Stress-leave is a catch-all term for a medical leave due to a mental health issue such as depression, anxiety, anger. Such a medical leave requires a note from the employee’s physician stating that the employee is not mentally fit to be working at this time. This is a legitimate disability.
As a specialist in human behaviour in the workplace, I consult with many organizations around employee issues. In my private practice, I see many employees at various stages of stressful situations. My goal is to help them deal with their issues so that they can get back to work and to life fully functioning.
Today, employees are knowledge workers. When stress mounts, it impacts an individual emotionally, mentally, in relationships etc.
Accessing professional help early on is preventative. The troubled employee learns to deal with the situation without losing any (or at least not much) productivity at work.
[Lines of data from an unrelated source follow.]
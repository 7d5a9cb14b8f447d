// Entity collections of one running level.

use super::grid::TileGrid;
use super::state::{Bullet, Drop, EntityId, Laser, Tank};
use std::collections::BTreeMap;

/// Everything the systems mutate during a tick.
///
/// Tanks are keyed by id in a `BTreeMap` so every pass over them runs in the
/// same order, which keeps seeded simulations reproducible.
#[derive(Debug, Clone)]
pub struct Arena {
    pub grid: TileGrid,
    pub tanks: BTreeMap<EntityId, Tank>,
    pub bullets: Vec<Bullet>,
    pub lasers: Vec<Laser>,
    pub drops: Vec<Drop>,
    next_bullet_id: u64,
    next_drop_id: u64,
    next_bot_id: u32,
}

impl Arena {
    pub fn new(grid: TileGrid) -> Self {
        Self {
            grid,
            tanks: BTreeMap::new(),
            bullets: Vec::new(),
            lasers: Vec::new(),
            drops: Vec::new(),
            next_bullet_id: 1,
            next_drop_id: 1,
            next_bot_id: 0,
        }
    }

    /// Swaps in a new level: bots are replaced, humans are kept as they are,
    /// and every transient collection is cleared.
    pub fn reset(&mut self, grid: TileGrid, bots: Vec<Tank>) {
        self.grid = grid;
        self.tanks.retain(|id, _| !id.is_ai());
        self.bullets.clear();
        self.lasers.clear();
        self.drops.clear();
        self.next_bot_id = 0;
        for bot in bots {
            if let EntityId::Bot(n) = bot.id {
                self.next_bot_id = self.next_bot_id.max(n + 1);
            }
            self.tanks.insert(bot.id, bot);
        }
    }

    pub fn next_bullet_id(&mut self) -> u64 {
        let id = self.next_bullet_id;
        self.next_bullet_id += 1;
        id
    }

    pub fn next_drop_id(&mut self) -> u64 {
        let id = self.next_drop_id;
        self.next_drop_id += 1;
        id
    }

    /// Fresh bot id that does not collide with any bot from the level file.
    pub fn next_bot_id(&mut self) -> EntityId {
        let id = self.next_bot_id;
        self.next_bot_id += 1;
        EntityId::Bot(id)
    }

    pub fn bullets_owned_by(&self, owner: EntityId) -> usize {
        self.bullets.iter().filter(|b| b.owner == owner).count()
    }

    pub fn humans(&self) -> impl Iterator<Item = &Tank> {
        self.tanks.values().filter(|t| !t.is_ai())
    }

    pub fn human_count(&self) -> usize {
        self.humans().count()
    }

    pub fn living_humans(&self) -> usize {
        self.humans().filter(|t| !t.dead).count()
    }
}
If on medical leave, counselling at the onset of the leave helps the employee to heal properly from their time off of work; and pursue their goal to get back to work in a way that promotes a successful outcome. Too often, I see clients come in for help toward the end of their medical leave because they are anxious about returning to a situation that may have contributed to their disability.
A successful return to work is most effective when it is a gradual return and when the employee is monitored by both the physician and the counsellor from the onset of the leave. In some situations, appropriate consent may be required for the clinical counsellor to speak to the employer such as an HR manager or to the disability manager to ensure a successful outcome for the employee.